輝欄はもうこの世にはいない!! これはあの世からの手紙だとでも言うのか!?
いや、普通に考えて、何者かが輝欄の名前を騙っているのだろう。
「ふざけやがって……!!」
何処のどいつかは知らないが、殺意が湧いてくる。
しかし……
反面、淡い期待を抱いている自分もいた。
もしかしたら、輝欄は生きているのではないか……? 俺の妄想などではなく、本物の彼女が。
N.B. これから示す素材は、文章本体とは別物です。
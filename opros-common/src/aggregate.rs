//! Result aggregation
//!
//! Single pass over the stored responses computing per-question yes/no
//! tallies and percentages plus the filtered feedback list. Recomputed
//! fresh on every request; identical input produces identical output
//! (ordered maps, no interior randomness).

use crate::catalog::QuestionCatalog;
use crate::model::{coerce_text, is_truthy, QuestionStats, SurveyResponse, SurveySummary};
use std::collections::BTreeMap;

/// Literal answer values counted toward the yes/no tallies
const ANSWER_YES: &str = "yes";
const ANSWER_NO: &str = "no";

/// Aggregate the full response log against the question catalogue.
///
/// A response counts toward a question's `totalAnswers` iff its value at
/// that key is truthy (null/false/0/"" are not answers); only the literal
/// `"yes"`/`"no"` strings move the yes/no counts, so stray values can make
/// the percentages sum below 100. Malformed entries skip that question's
/// tally rather than failing the aggregation.
pub fn aggregate(responses: &[SurveyResponse], catalog: &QuestionCatalog) -> SurveySummary {
    let mut per_question = BTreeMap::new();

    for question in &catalog.questions {
        let key = question.key();
        let mut stats = QuestionStats::default();

        for response in responses {
            let Some(value) = response.answers.get(&key) else {
                continue;
            };
            if !is_truthy(value) {
                continue;
            }
            stats.total_answers += 1;
            match value.as_str() {
                Some(ANSWER_YES) => stats.yes_count += 1,
                Some(ANSWER_NO) => stats.no_count += 1,
                _ => {}
            }
        }

        stats.yes_percentage = percentage(stats.yes_count, stats.total_answers);
        stats.no_percentage = percentage(stats.no_count, stats.total_answers);
        per_question.insert(key, stats);
    }

    let feedback = responses
        .iter()
        .filter_map(|r| coerce_text(&r.feedback))
        .map(|text| text.trim().to_string())
        .filter(|text| !text.is_empty())
        .collect();

    SurveySummary {
        total_count: responses.len() as u64,
        per_question,
        feedback,
    }
}

/// Whole percent in [0, 100], rounded half away from zero; 0 for an empty total
fn percentage(count: u32, total: u32) -> u8 {
    if total == 0 {
        return 0;
    }
    ((count as f64 / total as f64) * 100.0).round() as u8
}

#[cfg(test)]
mod tests {
    use super::*;
    use crate::catalog::QuestionCatalog;
    use serde_json::{json, Value};
    use std::collections::BTreeMap;

    fn response(answers: &[(&str, Value)], feedback: &str) -> SurveyResponse {
        SurveyResponse {
            submission_id: None,
            timestamp: "2025-06-01T12:00:00.000Z".to_string(),
            answers: answers
                .iter()
                .map(|(k, v)| (k.to_string(), v.clone()))
                .collect(),
            feedback: json!(feedback),
        }
    }

    fn catalog() -> &'static QuestionCatalog {
        QuestionCatalog::embedded_default()
    }

    #[test]
    fn test_empty_dataset_is_all_zero() {
        let summary = aggregate(&[], catalog());
        assert_eq!(summary.total_count, 0);
        assert_eq!(summary.per_question.len(), catalog().questions.len());
        for stats in summary.per_question.values() {
            assert_eq!(*stats, QuestionStats::default());
        }
        assert!(summary.feedback.is_empty());
    }

    #[test]
    fn test_single_response_yields_whole_percentages() {
        let responses = vec![response(
            &[("question_1", json!("yes")), ("question_2", json!("no"))],
            "",
        )];
        let summary = aggregate(&responses, catalog());

        let q1 = &summary.per_question["question_1"];
        assert_eq!((q1.total_answers, q1.yes_percentage, q1.no_percentage), (1, 100, 0));

        let q2 = &summary.per_question["question_2"];
        assert_eq!((q2.total_answers, q2.yes_percentage, q2.no_percentage), (1, 0, 100));

        // Unanswered questions stay uncounted
        assert_eq!(summary.per_question["question_3"].total_answers, 0);
    }

    #[test]
    fn test_percentages_sum_to_100_without_stray_values() {
        let responses = vec![
            response(&[("question_1", json!("yes"))], ""),
            response(&[("question_1", json!("yes"))], ""),
            response(&[("question_1", json!("no"))], ""),
        ];
        let summary = aggregate(&responses, catalog());
        let q1 = &summary.per_question["question_1"];
        assert_eq!(q1.yes_count + q1.no_count, q1.total_answers);
        assert_eq!(q1.yes_percentage as u32 + q1.no_percentage as u32, 100);
        assert_eq!(q1.yes_percentage, 67); // 2/3 rounds up
    }

    #[test]
    fn test_rounding_half_away_from_zero() {
        // 1 of 8 = 12.5% -> 13
        let mut responses = vec![response(&[("question_1", json!("yes"))], "")];
        for _ in 0..7 {
            responses.push(response(&[("question_1", json!("no"))], ""));
        }
        let summary = aggregate(&responses, catalog());
        assert_eq!(summary.per_question["question_1"].yes_percentage, 13);
        assert_eq!(summary.per_question["question_1"].no_percentage, 88);
    }

    #[test]
    fn test_stray_truthy_values_count_only_toward_total() {
        let responses = vec![
            response(&[("question_1", json!("yes"))], ""),
            response(&[("question_1", json!("maybe"))], ""),
        ];
        let summary = aggregate(&responses, catalog());
        let q1 = &summary.per_question["question_1"];
        assert_eq!(q1.total_answers, 2);
        assert_eq!(q1.yes_count, 1);
        assert_eq!(q1.no_count, 0);
        // 1/2 yes, stray value drags the sum below 100
        assert_eq!(q1.yes_percentage as u32 + q1.no_percentage as u32, 50);
    }

    #[test]
    fn test_falsy_values_are_not_answers() {
        let responses = vec![
            response(&[("question_1", json!(""))], ""),
            response(&[("question_1", Value::Null)], ""),
            response(&[("question_1", json!(0))], ""),
            response(&[("question_1", json!(false))], ""),
        ];
        let summary = aggregate(&responses, catalog());
        assert_eq!(summary.per_question["question_1"].total_answers, 0);
        assert_eq!(summary.per_question["question_1"].yes_percentage, 0);
    }

    #[test]
    fn test_unknown_answer_keys_are_ignored() {
        let responses = vec![response(&[("question_999", json!("yes"))], "")];
        let summary = aggregate(&responses, catalog());
        assert!(!summary.per_question.contains_key("question_999"));
        assert_eq!(summary.total_count, 1);
    }

    #[test]
    fn test_feedback_filtered_and_ordered() {
        let responses = vec![
            response(&[], "  first  "),
            response(&[], ""),
            response(&[], "   "),
            response(&[], "second"),
        ];
        let summary = aggregate(&responses, catalog());
        assert_eq!(summary.feedback, vec!["first", "second"]);
    }

    #[test]
    fn test_numeric_feedback_is_stringified() {
        let mut r = response(&[], "");
        r.feedback = json!(42);
        let summary = aggregate(&[r], catalog());
        assert_eq!(summary.feedback, vec!["42"]);
    }

    #[test]
    fn test_aggregation_is_deterministic() {
        let responses = vec![
            response(&[("question_1", json!("yes")), ("question_2", json!("no"))], "a"),
            response(&[("question_1", json!("no"))], "b"),
        ];
        let first = aggregate(&responses, catalog());
        let second = aggregate(&responses, catalog());
        assert_eq!(first, second);
        assert_eq!(
            serde_json::to_string(&first).unwrap(),
            serde_json::to_string(&second).unwrap()
        );
    }
}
俺は彼女の亡骸をこの目で見た。だが、医学的知識の欠片も持ち合わせていない自分が、本当に見ただけで生死を確認できるのか?
通夜や葬儀が行われたそうだが、既に自失していた俺は参列していない。そこで、輝欄の遺体は確かに火葬されたのか?
考えれば考えるだけ馬鹿馬鹿しい疑問だ。
万に一つも輝欄が生きているという事はない。
だが、万に一つの可能性で、この手紙の差出人が本当に輝欄だったとしたら……
「俺は……
もう後悔したくない……」
何に対しての後悔か、自分でも分かっていなかった。
一年前、輝欄の死をただ見ているしか出来なかった事に対してか。
あるいは、輝欄の存在を妄想しながらも現実を思い知らされ絶望した事に対してか。
どちらにせよ、俺の心は揺れ動いていた。